Hay sorpresa y hay necesidad, sí, pero no hacia una idea, sino hacia una persona real. La maravilla de la presencia de Jesús es que es real, aun hoy día. Es una persona, no un corpus de conceptos abstractos. Jesús es una persona, no una simple idea. Quien no se acerca a él con esta simplicidad, es muy fácil que, aun queriéndose saber cristiano, se acabe desviando de las mil maneras que ya conocemos.

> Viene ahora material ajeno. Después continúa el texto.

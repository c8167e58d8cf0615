/*
 *  Copyright (c) 2021 Works Applications Co., Ltd.
 *
 *  Licensed under the Apache License, Version 2.0 (the "License");
 *  you may not use this file except in compliance with the License.
 *  You may obtain a copy of the License at
 *
 *      http://www.apache.org/licenses/LICENSE-2.0
 *
 *   Unless required by applicable law or agreed to in writing, software
 *  distributed under the License is distributed on an "AS IS" BASIS,
 *  WITHOUT WARRANTIES OR CONDITIONS OF ANY KIND, either express or implied.
 *  See the License for the specific language governing permissions and
 *  limitations under the License.
 */

//! Async sentence-at-a-time tokenization over a chunked text source.
//!
//! [`SentenceStream`] pulls chunks from an asynchronous source, buffers them,
//! and hands each completed sentence to a [`StatefulTokenizer`] as soon as the
//! [`SentenceDetector`] finds a boundary. Output order is FIFO relative to the
//! input: a sentence is only emitted once every byte before it has been
//! consumed from the source.

use std::pin::Pin;
use std::task::{Context, Poll};

use futures::Stream;

use crate::analysis::stateful_tokenizer::StatefulTokenizer;
use crate::analysis::stateless_tokenizer::DictionaryAccess;
use crate::analysis::Mode;
use crate::error::SudachiResult;
use crate::prelude::MorphemeList;
use crate::sentence_detector::{NonBreakChecker, SentenceDetector};

/// Tokenizes sentences lazily as they arrive from an async chunk source.
///
/// The stream checks the source for cancellation only in between completed
/// sentences — never in the middle of a Viterbi pass — so dropping or
/// stopping iteration is always safe at a sentence boundary.
pub struct SentenceStream<D, S> {
    dict: D,
    source: S,
    source_done: bool,
    buffer: String,
    detector: SentenceDetector,
    use_checker: bool,
    tokenizer: StatefulTokenizer<D>,
    result: MorphemeList<D>,
}

impl<D, S> SentenceStream<D, S>
where
    D: DictionaryAccess + Clone,
{
    /// Creates a stream tokenizing chunks pulled from `source` in `mode`.
    pub fn new(dict: D, mode: Mode, source: S) -> Self {
        Self {
            result: MorphemeList::empty(dict.clone()),
            tokenizer: StatefulTokenizer::new(dict.clone(), mode),
            dict,
            source,
            source_done: false,
            buffer: String::new(),
            detector: SentenceDetector::new(),
            use_checker: true,
        }
    }

    /// Sets the maximum number of characters the sentence detector scans at once.
    pub fn with_limit(mut self, limit: usize) -> Self {
        self.detector = SentenceDetector::with_limit(limit);
        self
    }

    /// Disables the lexicon-backed non-break lookahead (§4.6); useful when the
    /// caller only needs rough sentence boundaries and not lexicon access.
    pub fn without_checker(mut self) -> Self {
        self.use_checker = false;
        self
    }

    fn emit_sentence(&mut self, len: usize) -> SudachiResult<MorphemeList<D>> {
        let sentence = self.buffer[..len].to_owned();
        self.buffer.drain(..len);
        self.tokenizer.reset().push_str(&sentence);
        self.tokenizer.do_tokenize()?;
        self.result.collect_results(&mut self.tokenizer)?;
        let empty = MorphemeList::empty(self.dict.clone());
        Ok(std::mem::replace(&mut self.result, empty))
    }
}

impl<D, S> Stream for SentenceStream<D, S>
where
    D: DictionaryAccess + Clone + Unpin,
    S: Stream<Item = SudachiResult<String>> + Unpin,
{
    type Item = SudachiResult<MorphemeList<D>>;

    fn poll_next(self: Pin<&mut Self>, cx: &mut Context<'_>) -> Poll<Option<Self::Item>> {
        let this = self.get_mut();
        loop {
            if !this.buffer.is_empty() {
                let checker = if this.use_checker {
                    Some(NonBreakChecker::new(this.dict.lexicon()))
                } else {
                    None
                };
                let eos = match this.detector.get_eos(&this.buffer, checker.as_ref()) {
                    Ok(eos) => eos,
                    Err(e) => return Poll::Ready(Some(Err(e))),
                };

                if eos >= 0 {
                    return Poll::Ready(Some(this.emit_sentence(eos as usize)));
                }

                // Negative: either "no boundary yet, need more input" or
                // "hit the scan limit, forced a provisional cut" — the two
                // share a sign (see spec's Open Question on this protocol).
                // They are distinguished by comparing the magnitude to the
                // amount of buffered data: a forced cut is strictly shorter.
                let need = (-eos) as usize;
                if need < this.buffer.len() {
                    return Poll::Ready(Some(this.emit_sentence(need)));
                }

                if this.source_done {
                    let len = this.buffer.len();
                    return Poll::Ready(Some(this.emit_sentence(len)));
                }
            } else if this.source_done {
                return Poll::Ready(None);
            }

            match Pin::new(&mut this.source).poll_next(cx) {
                Poll::Ready(Some(Ok(chunk))) => this.buffer.push_str(&chunk),
                Poll::Ready(Some(Err(e))) => return Poll::Ready(Some(Err(e))),
                Poll::Ready(None) => this.source_done = true,
                Poll::Pending => return Poll::Pending,
            }
        }
    }
}

// See `sudachi/tests/stream.rs` for end-to-end tests against a real
// (synthetic) dictionary — this module has no unit tests of its own since
// every useful scenario needs a lexicon-backed `DictionaryAccess`.
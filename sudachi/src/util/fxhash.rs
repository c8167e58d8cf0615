/*
 *  Copyright (c) 2021 Works Applications Co., Ltd.
 *
 *  Licensed under the Apache License, Version 2.0 (the "License");
 *  you may not use this file except in compliance with the License.
 *  You may obtain a copy of the License at
 *
 *      http://www.apache.org/licenses/LICENSE-2.0
 *
 *   Unless required by applicable law or agreed to in writing, software
 *  distributed under the License is distributed on an "AS IS" BASIS,
 *  WITHOUT WARRANTIES OR CONDITIONS OF ANY KIND, either express or implied.
 *  See the License for the specific language governing permissions and
 *  limitations under the License.
 */

// Adopted from: https://github.com/cbreeden/fxhash/blob/master/lib.rs
// Removed functionality that were useless for us
// Original Copyright:

// Copyright 2015 The Rust Project Developers. See the COPYRIGHT
// file at the top-level directory of this distribution and at
// http://rust-lang.org/COPYRIGHT.
//
// Licensed under the Apache License, Version 2.0 <LICENSE-APACHE or
// http://www.apache.org/licenses/LICENSE-2.0> or the MIT license
// <LICENSE-MIT or http://opensource.org/licenses/MIT>, at your
// option. This file may not be copied, modified, or distributed
// except according to those terms.

//! # Fx Hash
//!
//! This hashing algorithm was extracted from the Rustc compiler.  This is the same hashing
//! algorithm used for some internal operations in Firefox.  The strength of this algorithm
//! is in hashing 8 bytes at a time on 64-bit platforms, where the FNV algorithm works on one
//! byte at a time.
//!
//! ## Disclaimer
//!
//! It is **not a cryptographically secure** hash, so it is strongly recommended that you do
//! not use this hash for cryptographic purproses.  Furthermore, this hashing algorithm was
//! not designed to prevent any attacks for determining collisions which could be used to
//! potentially cause quadratic behavior in `HashMap`s.  So it is not recommended to expose
//! this hash in places where collissions or DDOS attacks may be a concern.

use std::convert::TryInto;
use std::default::Default;
use std::hash::{BuildHasherDefault, Hasher};
use std::ops::BitXor;

/// A builder for default Fx hashers.
pub type FxBuildHasher = BuildHasherDefault<FxHasher64>;

const ROTATE: u32 = 5;
const SEED64: u64 = 0x51_7c_c1_b7_27_22_0a_95;
const SEED32: u32 = 0x9e_37_79_b9;

#[cfg(target_pointer_width = "64")]
const SEED: usize = SEED64 as usize;

trait HashWord {
    fn hash_word(&mut self, _: Self);
}

macro_rules! impl_hash_word {
    ($($ty:ty = $key:ident),* $(,)*) => (
        $(
            impl HashWord for $ty {
                #[inline(always)]
                fn hash_word(&mut self, word: Self) {
                    *self = self.rotate_left(ROTATE).bitxor(word).wrapping_mul($key);
                }
            }
        )*
    )
}

impl_hash_word!(usize = SEED, u32 = SEED32, u64 = SEED64);

#[inline]
fn write64(mut hash: u64, mut bytes: &[u8]) -> u64 {
    while bytes.len() >= 8 {
        let (data, rem) = bytes.split_at(8);
        hash.hash_word(u64::from_ne_bytes(data.try_into().unwrap()));
        bytes = rem;
    }

    if bytes.len() >= 4 {
        let (data, rem) = bytes.split_at(4);
        hash.hash_word(u32::from_ne_bytes(data.try_into().unwrap()) as u64);
        bytes = rem;
    }

    if bytes.len() >= 2 {
        let (data, rem) = bytes.split_at(2);
        hash.hash_word(u16::from_ne_bytes(data.try_into().unwrap()) as u64);
        bytes = rem;
    }

    if let Some(&byte) = bytes.first() {
        hash.hash_word(u64::from(byte));
    }

    hash
}

/// This hashing algorithm was extracted from the Rustc compiler.
/// This is the same hashing algorithm used for some internal operations in Firefox.
/// The strength of this algorithm is in hashing 8 bytes at a time on any platform,
/// where the FNV algorithm works on one byte at a time.
///
/// This hashing algorithm should not be used for cryptographic, or in scenarios where
/// DOS attacks are a concern.
#[derive(Debug, Clone)]
pub struct FxHasher64 {
    hash: u64,
}

impl Default for FxHasher64 {
    #[inline]
    fn default() -> FxHasher64 {
        FxHasher64 { hash: 0 }
    }
}

impl Hasher for FxHasher64 {
    #[inline]
    fn finish(&self) -> u64 {
        self.hash
    }

    #[inline]
    fn write(&mut self, bytes: &[u8]) {
        self.hash = write64(self.hash, bytes);
    }

    #[inline]
    fn write_u8(&mut self, i: u8) {
        self.hash.hash_word(u64::from(i));
    }

    #[inline]
    fn write_u16(&mut self, i: u16) {
        self.hash.hash_word(u64::from(i));
    }

    #[inline]
    fn write_u32(&mut self, i: u32) {
        self.hash.hash_word(u64::from(i));
    }

    #[inline]
    fn write_u64(&mut self, i: u64) {
        self.hash.hash_word(i);
    }

    #[inline]
    fn write_usize(&mut self, i: usize) {
        self.hash.hash_word(i as u64);
    }
}
/*
 * Copyright (c) 2021 Works Applications Co., Ltd.
 *
 * Licensed under the Apache License, Version 2.0 (the "License");
 * you may not use this file except in compliance with the License.
 * You may obtain a copy of the License at
 *
 *     http://www.apache.org/licenses/LICENSE-2.0
 *
 * Unless required by applicable law or agreed to in writing, software
 * distributed under the License is distributed on an "AS IS" BASIS,
 * WITHOUT WARRANTIES OR CONDITIONS OF ANY KIND, either express or implied.
 * See the License for the specific language governing permissions and
 * limitations under the License.
 */

use std::fmt::Debug;
use std::io::Error;
use thiserror::Error;

use crate::config::ConfigError;
use crate::dic::build::error::DicWriteError;
use crate::dic::character_category::Error as CharacterCategoryError;
use crate::dic::header::HeaderError;
use crate::dic::lexicon_set::LexiconSetError;
use crate::plugin::PluginError;

pub type SudachiResult<T> = Result<T, SudachiError>;

/// Sudachi error
#[derive(Error, Debug)]
#[non_exhaustive]
pub enum SudachiError {
    #[error("{context}: {cause}")]
    ErrWithContext {
        context: String,
        cause: Box<SudachiError>,
    },

    #[error("{context}: {cause}")]
    Io {
        cause: std::io::Error,
        context: String,
    },

    #[error("Parse Int Error")]
    ParseIntError(#[from] std::num::ParseIntError),

    #[error("Invalid UTF-16: {0}")]
    FromUtf16(#[from] std::string::FromUtf16Error),

    #[error("Regex error")]
    RegexError(#[from] fancy_regex::Error),

    #[error("Error from nom {0}")]
    NomParseError(String),

    #[error("Invalid utf16 string from nom")]
    InvalidUtf16FromNom,

    #[error("Serde error: {0}")]
    SerdeError(#[from] serde_json::Error),

    #[error("Invalid character category definition: {0}")]
    InvalidCharacterCategory(#[from] CharacterCategoryError),

    #[error("Config Error: {0}")]
    ConfigError(#[from] ConfigError),

    #[error("Invalid header: {0}")]
    InvalidHeader(#[from] HeaderError),

    #[error("Lecicon error")]
    LexiconSetError(#[from] LexiconSetError),

    #[error("Plugin error")]
    PluginError(#[from] PluginError),

    #[error("End of sentence (EOS) is not connected to beginning of sentence (BOS)")]
    EosBosDisconnect,

    #[error("Invalid character category type: {0}")]
    InvalidCharacterCategoryType(String),

    #[error("Invalid data format: {1} at line {0}")]
    InvalidDataFormat(usize, String),

    #[error("Invalid grammar")]
    InvalidDictionaryGrammar,

    #[error("Invalid part of speech: {0}")]
    InvalidPartOfSpeech(String),

    #[error("Invalid range: {0}..{1}")]
    InvalidRange(usize, usize),

    #[error("No out of vocabulary plugin provided")]
    NoOOVPluginProvided,

    #[error("Input is too long, it can't be more than {1} bytes, was {0}")]
    InputTooLong(usize, usize),

    #[error("MorphemeList is borrowed, make sure that all Ref<> are dropped")]
    MorphemeListBorrowed,

    #[error("Value {0} exceeds the runtime limit of {1}")]
    RuntimeLimitExceeded(i64, i64),

    #[error(transparent)]
    DictionaryCompilationError(#[from] DicWriteError),

    #[error("Failed to build the dictionary trie, offset storage was exhausted")]
    MissingDictionaryTrie,
}

impl From<std::io::Error> for SudachiError {
    fn from(e: Error) -> Self {
        SudachiError::Io {
            cause: e,
            context: String::from("IO Error"),
        }
    }
}

impl SudachiError {
    pub fn with_context<S: Into<String>>(self, ctx: S) -> Self {
        match self {
            SudachiError::Io { cause, .. } => SudachiError::Io {
                cause,
                context: ctx.into(),
            },
            cause => SudachiError::ErrWithContext {
                cause: Box::new(cause),
                context: ctx.into(),
            },
        }
    }
}

pub type SudachiNomResult<I, O> = nom::IResult<I, O, SudachiNomError<I>>;

/// Custum nom error
#[derive(Debug, PartialEq)]
pub enum SudachiNomError<I> {
    /// Failed to parse utf16 string
    Utf16String,
    Nom(I, nom::error::ErrorKind),
    OutOfBounds(String, usize, usize),
}

impl<I> nom::error::ParseError<I> for SudachiNomError<I> {
    fn from_error_kind(input: I, kind: nom::error::ErrorKind) -> Self {
        SudachiNomError::Nom(input, kind)
    }
    fn append(_: I, _: nom::error::ErrorKind, other: Self) -> Self {
        other
    }
}

impl<I: Debug> From<nom::Err<SudachiNomError<I>>> for SudachiError {
    fn from(err: nom::Err<SudachiNomError<I>>) -> Self {
        if let nom::Err::Failure(SudachiNomError::Utf16String) = err {
            return SudachiError::InvalidUtf16FromNom;
        }
        SudachiError::NomParseError(format!("{}", err))
    }
}
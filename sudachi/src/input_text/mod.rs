/*
 * Copyright (c) 2021 Works Applications Co., Ltd.
 *
 * Licensed under the Apache License, Version 2.0 (the "License");
 * you may not use this file except in compliance with the License.
 * You may obtain a copy of the License at
 *
 *     http://www.apache.org/licenses/LICENSE-2.0
 *
 * Unless required by applicable law or agreed to in writing, software
 * distributed under the License is distributed on an "AS IS" BASIS,
 * WITHOUT WARRANTIES OR CONDITIONS OF ANY KIND, either express or implied.
 * See the License for the specific language governing permissions and
 * limitations under the License.
 */

mod buffer;

use crate::dic::category_type::CategoryType;
use std::ops::Range;

pub use self::buffer::InputBuffer;
pub use self::buffer::InputEditor;

/// Provides fast indexed access into the input text
pub trait InputTextIndex {
    /// Common character category inside the range. Indexed by chars.
    fn cat_of_range(&self, range: Range<usize>) -> CategoryType;

    /// Character category at char offset
    fn cat_at_char(&self, offset: usize) -> CategoryType;

    /// Number of chars to the right of the offset with the same character category
    ///
    /// Java name: getCharCategoryContinuousLength
    fn cat_continuous_len(&self, offset: usize) -> usize;

    /// Distance in chars between the char indexed by `index`
    /// and the char, relative to it by `offset`.
    /// Java name: getCodePointsOffsetLength
    fn char_distance(&self, index: usize, offset: usize) -> usize;

    /// Returns substring of original text by indices from the current text
    fn orig_slice(&self, range: Range<usize>) -> &str;

    /// Returns substring of the current (modified) text by indices from the current text
    fn curr_slice(&self, range: Range<usize>) -> &str;

    /// Translate range from current state to original. Byte-indexed.
    fn to_orig(&self, range: Range<usize>) -> Range<usize>;
}
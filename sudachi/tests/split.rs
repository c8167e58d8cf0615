/*
 *  Copyright (c) 2021 Works Applications Co., Ltd.
 *
 *  Licensed under the Apache License, Version 2.0 (the "License");
 *  you may not use this file except in compliance with the License.
 *  You may obtain a copy of the License at
 *
 *      http://www.apache.org/licenses/LICENSE-2.0
 *
 *   Unless required by applicable law or agreed to in writing, software
 *  distributed under the License is distributed on an "AS IS" BASIS,
 *  WITHOUT WARRANTIES OR CONDITIONS OF ANY KIND, either express or implied.
 *  See the License for the specific language governing permissions and
 *  limitations under the License.
 */

use crate::common::TestStatefulTokenizer;
use std::ops::Deref;
use sudachi::prelude::Mode;

mod common;

const AB_DIC: &[u8] = include_bytes!("resources/split_alpha.csv");

#[test]
fn split_at_analysis_time() {
    let mut tok = TestStatefulTokenizer::builder(AB_DIC).mode(Mode::A).build();
    let res = tok.tokenize("ＡＢ");
    assert_eq!(res.len(), 2);
    assert_eq!(res.get(0).surface().deref(), "Ａ");
    assert_eq!(res.get(1).surface().deref(), "Ｂ");
}

#[test]
fn split_after_analysis() {
    let mut tok = TestStatefulTokenizer::builder(AB_DIC).build();
    let res = tok.tokenize("ＡＢ");
    assert_eq!(res.len(), 1);
    let mut res2 = res.empty_clone();
    assert!(res.get(0).split_into(Mode::A, &mut res2).unwrap());
    assert_eq!(res2.get(0).surface().deref(), "Ａ");
    assert_eq!(res2.get(1).surface().deref(), "Ｂ");
}
/*
 *  Copyright (c) 2021 Works Applications Co., Ltd.
 *
 *  Licensed under the Apache License, Version 2.0 (the "License");
 *  you may not use this file except in compliance with the License.
 *  You may obtain a copy of the License at
 *
 *      http://www.apache.org/licenses/LICENSE-2.0
 *
 *   Unless required by applicable law or agreed to in writing, software
 *  distributed under the License is distributed on an "AS IS" BASIS,
 *  WITHOUT WARRANTIES OR CONDITIONS OF ANY KIND, either express or implied.
 *  See the License for the specific language governing permissions and
 *  limitations under the License.
 */

pub mod check_params;
pub mod cow_array;
pub(crate) mod fxhash;
pub mod user_pos;

#[cfg(test)]
pub mod testing;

Incluso Judas, el que le traicionó, creía en la persona de Jesús. No hay duda de ello. Y deberíamos revisarnos nuestras creencias y ver si, despojadas del peso de nuestra realidad, de la desesperanza y el descontrol que nos rodea, es posible que Jesús mismo, como persona que vivía, caminaba y habitaba un lugar concreto, como persona resucitada que sigue viva hoy, pueda ser un centro gravitatorio incapaz de ser desbancado. Podemos dejar de creer en el cristianismo, en la iglesia, en la decencia y el orden, por decir algo, pero me pregunto si, detrás de todas nuestras crisis de fe, Jesús sigue en pie, con su sola presencia, porque es innegable.